Students stress over college application essays. But you've said they don't always make such a big difference to the application.
In my opinion, the essay is a missed opportunity for most students. Only about 20 percent of the submitted essays truly make a difference in who gets in. As an admission officer, you have two basic concerns: Is there evidence that students can write? Can they put words together to make sentences, and sentences together to make paragraphs? And then, of course, what do those paragraphs say? Can the students demonstrate some artistic ability? The faculty at a college or university really wants to make sure that I can bring them students who can write. So that is the primary focus.
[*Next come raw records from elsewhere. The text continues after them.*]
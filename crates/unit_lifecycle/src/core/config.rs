//! # Lifecycle Configuration
//!
//! One serializable document covering every tunable of the subsystem:
//!
//! - **Logging**: default log filter for hosts that initialize logging from it
//! - **Placement**: per-category spacing and UI canvas strategy
//! - **Pool**: bucket capacities with per-type overrides
//!
//! ```toml
//! log_level = "debug"
//!
//! [placement.world_3d]
//! axis = [0.0, 0.0, 1.0]
//! distance = 250.0
//!
//! [placement.ui]
//! mode = "Shared"
//!
//! [pool]
//! default_capacity = 2
//!
//! [pool.capacities]
//! runner = 4
//! ```

use serde::{Deserialize, Serialize};

pub use crate::assets::{AxisSpacing, CanvasStrategy, PlacementConfig};
pub use crate::config::{Config, ConfigError};
pub use crate::pool::PoolConfig;

/// # Lifecycle Configuration
///
/// Top-level settings for a [`UnitOrchestrator`](crate::lifecycle::UnitOrchestrator)
/// and the factory and pool beneath it.
#[derive(Debug, Clone, PartialEq, Serialize, Deserialize)]
#[serde(default)]
pub struct LifecycleConfig {
    /// Default log filter (`RUST_LOG` still wins)
    pub log_level: String,
    /// Placement rules for new instances
    pub placement: PlacementConfig,
    /// Pool capacities
    pub pool: PoolConfig,
}

impl LifecycleConfig {
    /// Set the log level
    pub fn with_log_level(mut self, level: impl Into<String>) -> Self {
        self.log_level = level.into();
        self
    }

    /// Set the placement rules
    pub fn with_placement(mut self, placement: PlacementConfig) -> Self {
        self.placement = placement;
        self
    }

    /// Set the pool capacities
    pub fn with_pool(mut self, pool: PoolConfig) -> Self {
        self.pool = pool;
        self
    }

    /// Validate the configuration
    pub fn validate(&self) -> Result<(), String> {
        if self.log_level.trim().is_empty() {
            return Err("Log level cannot be empty".to_string());
        }

        self.placement.validate()?;
        self.pool.validate()?;

        Ok(())
    }

    /// Load from `path` and validate
    pub fn load_validated(path: impl AsRef<std::path::Path>) -> Result<Self, ConfigError> {
        let config = Self::load_from_file(path)?;
        config.validate().map_err(ConfigError::Invalid)?;
        Ok(config)
    }
}

impl Default for LifecycleConfig {
    fn default() -> Self {
        Self {
            log_level: "info".to_string(),
            placement: PlacementConfig::default(),
            pool: PoolConfig::default(),
        }
    }
}

impl Config for LifecycleConfig {}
The teenage tendency is to do something that is good enough. In that case, sure, you satisfied a requirement. But you have probably not produced something that is going to help you get in. It won't hurt you, but it won't help you. Essays that give the reader new perspective into who you are and how you think are the ones that can make a difference.
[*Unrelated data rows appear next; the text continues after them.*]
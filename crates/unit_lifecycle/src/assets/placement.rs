//! Category-dependent placement of new unit instances
//!
//! World categories march each new instance along an axis so co-located
//! units never overlap. UI units either share one canvas or get a dedicated
//! canvas with an increasing sort order. Everything here is a pure function
//! of the category and a per-category counter.

use serde::{Deserialize, Serialize};

use crate::foundation::math::{direction, vec3_from_array, Vec3};
use crate::unit::UnitCategory;

/// Where a newly created unit should live
#[derive(Debug, Clone, Copy, PartialEq)]
pub enum Placement {
    /// Position in 3D world space
    World3D {
        /// World position
        position: Vec3,
    },
    /// Position in 2D world space (z carries the configured axis component)
    World2D {
        /// World position
        position: Vec3,
    },
    /// Presentation on a UI canvas
    Canvas(CanvasPlacement),
}

/// Canvas assignment for UI units
#[derive(Debug, Clone, Copy, PartialEq, Eq)]
pub enum CanvasPlacement {
    /// Attach to the shared canvas
    Shared,
    /// Create a dedicated canvas drawn at `sort_order`
    Dedicated {
        /// Draw priority of the dedicated canvas
        sort_order: i32,
    },
}

/// # Axis Spacing
///
/// Offsets successive world instances by `distance` along `axis`.
#[derive(Debug, Clone, PartialEq, Serialize, Deserialize)]
pub struct AxisSpacing {
    /// Direction to march along; normalized on use
    pub axis: [f32; 3],
    /// Gap between consecutive instances
    pub distance: f32,
}

impl AxisSpacing {
    /// Create a spacing rule
    pub fn new(axis: [f32; 3], distance: f32) -> Self {
        Self { axis, distance }
    }

    /// Position of the `index`th instance
    pub fn position(&self, index: u32) -> Vec3 {
        let axis = direction(vec3_from_array(self.axis)).unwrap_or_else(|| {
            log::warn!("Placement axis {:?} has no direction, falling back to +X", self.axis);
            Vec3::x()
        });
        axis * (self.distance * index as f32)
    }

    fn validate(&self, label: &str) -> Result<(), String> {
        if !self.distance.is_finite() || self.distance < 0.0 {
            return Err(format!("{} spacing distance must be finite and non-negative, got {}", label, self.distance));
        }
        if self.axis.iter().any(|c| !c.is_finite()) {
            return Err(format!("{} spacing axis must be finite, got {:?}", label, self.axis));
        }
        Ok(())
    }
}

/// # Canvas Strategy
///
/// How UI units are presented.
#[derive(Debug, Clone, PartialEq, Eq, Serialize, Deserialize)]
#[serde(tag = "mode")]
pub enum CanvasStrategy {
    /// All UI units share one canvas
    Shared,
    /// Each UI unit gets its own canvas
    Dedicated {
        /// Sort order of the first dedicated canvas
        base_sort_order: i32,
        /// Sort order increment per additional canvas
        sort_order_step: i32,
    },
}

/// # Placement Configuration
///
/// Per-category spacing and canvas rules used by the factory.
#[derive(Debug, Clone, PartialEq, Serialize, Deserialize)]
#[serde(default)]
pub struct PlacementConfig {
    /// Spacing for 3D world units
    pub world_3d: AxisSpacing,
    /// Spacing for 2D world units
    pub world_2d: AxisSpacing,
    /// Canvas strategy for UI units
    pub ui: CanvasStrategy,
}

impl PlacementConfig {
    /// Set the 3D spacing
    pub fn with_world_3d(mut self, spacing: AxisSpacing) -> Self {
        self.world_3d = spacing;
        self
    }

    /// Set the 2D spacing
    pub fn with_world_2d(mut self, spacing: AxisSpacing) -> Self {
        self.world_2d = spacing;
        self
    }

    /// Set the UI canvas strategy
    pub fn with_ui(mut self, strategy: CanvasStrategy) -> Self {
        self.ui = strategy;
        self
    }

    /// Placement of the `index`th instance in `category`
    pub fn placement_for(&self, category: UnitCategory, index: u32) -> Placement {
        match category {
            UnitCategory::World3D => Placement::World3D {
                position: self.world_3d.position(index),
            },
            UnitCategory::World2D => Placement::World2D {
                position: self.world_2d.position(index),
            },
            UnitCategory::Ui => Placement::Canvas(match self.ui {
                CanvasStrategy::Shared => CanvasPlacement::Shared,
                CanvasStrategy::Dedicated {
                    base_sort_order,
                    sort_order_step,
                } => {
                    let index = i32::try_from(index).unwrap_or(i32::MAX);
                    CanvasPlacement::Dedicated {
                        sort_order: base_sort_order.saturating_add(sort_order_step.saturating_mul(index)),
                    }
                }
            }),
        }
    }

    /// Validate the configuration
    pub fn validate(&self) -> Result<(), String> {
        self.world_3d.validate("World3D")?;
        self.world_2d.validate("World2D")?;
        Ok(())
    }
}

impl Default for PlacementConfig {
    fn default() -> Self {
        Self {
            world_3d: AxisSpacing::new([1.0, 0.0, 0.0], 100.0),
            world_2d: AxisSpacing::new([1.0, 0.0, 0.0], 50.0),
            ui: CanvasStrategy::Dedicated {
                base_sort_order: 100,
                sort_order_step: 1,
            },
        }
    }
}

/// Monotonic per-category instance counters
#[derive(Debug, Default, Clone)]
pub(crate) struct PlacementCounters {
    world_3d: u32,
    world_2d: u32,
    ui: u32,
}

impl PlacementCounters {
    /// Current index for `category`, then advance it
    pub(crate) fn next(&mut self, category: UnitCategory) -> u32 {
        let counter = match category {
            UnitCategory::World3D => &mut self.world_3d,
            UnitCategory::World2D => &mut self.world_2d,
            UnitCategory::Ui => &mut self.ui,
        };
        let index = *counter;
        *counter = counter.wrapping_add(1);
        index
    }
}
So how can you make an essay that will help you?
One of the best editorial tools out there is free. It is called time. T-I-M-E. If kids take time to develop an idea and let it become an essay, then they'll create something that can be very meaningful. The objective for the student is to create an essay that I will want to read. I am a busy guy. When I pick up an application, I have to get through it quickly, so I can go to the next application. If you can get me to get past the first paragraph to the second, third, and fourth, now you are making a difference in how your application will be perceived. If you take time to develop the idea so that I will want to read more, so I will want to share it with colleagues, then you win.
It is not a bad idea to start thinking about essays at the end of your junior year. Obsess on them? No. But start a journal. Keep track of your thoughts on a regular basis. The thoughts you find yourself coming back to in that journal are often thoughts you could build upon in developing an essay topic.
A lot of parents believe if that if they apply for financial aid, the student's chances of getting in are reduced. Is that true?
I believe that is the case. I would further say that it depends on where the student is applying. It is really important for students to put themselves on the right playing field. By that, I mean putting themselves into a competition that makes sense for them. Find the place that matches up with your ability to perform. Find the place that values you for what you do well. That school will make sure you get what you need in order to complete your education. The bottom line is that a student's ability to be self-supporting financially is an important credential at many places.
How about not applying for aid the first year, to give the student a better chance at admission, then, once the student gets in, applying for aid for the second year. Is that a wise strategy?
Colleges build their financial aid budget for the upperclass years based on the expectations or demonstrated need they see in the entering class. As a result, hiding your need for aid the first year is not a good idea. Colleges might say, if you looked rich when you got in but look poor in the second year: "That's your problem," because they didn't budget for the aid when they let the student in. They might just say, "Here are some loans." Better to apply to a school that values the student for who he or she really is.
You've said that people don't realize that colleges are making a business decision when they admit a student.
That is one of the things that have changed the most over the past generation of college-going. Institutions want to make sure that when they enroll a class of 500, or 5,000 that they are creating new and diverse communities. Each place in that community, they hope, will be filled by somebody who brings something different. They attach a value to each of those places. In the instances where they are giving financial assistance to somebody, they want to make sure they are getting added value for that place and that financial assistance.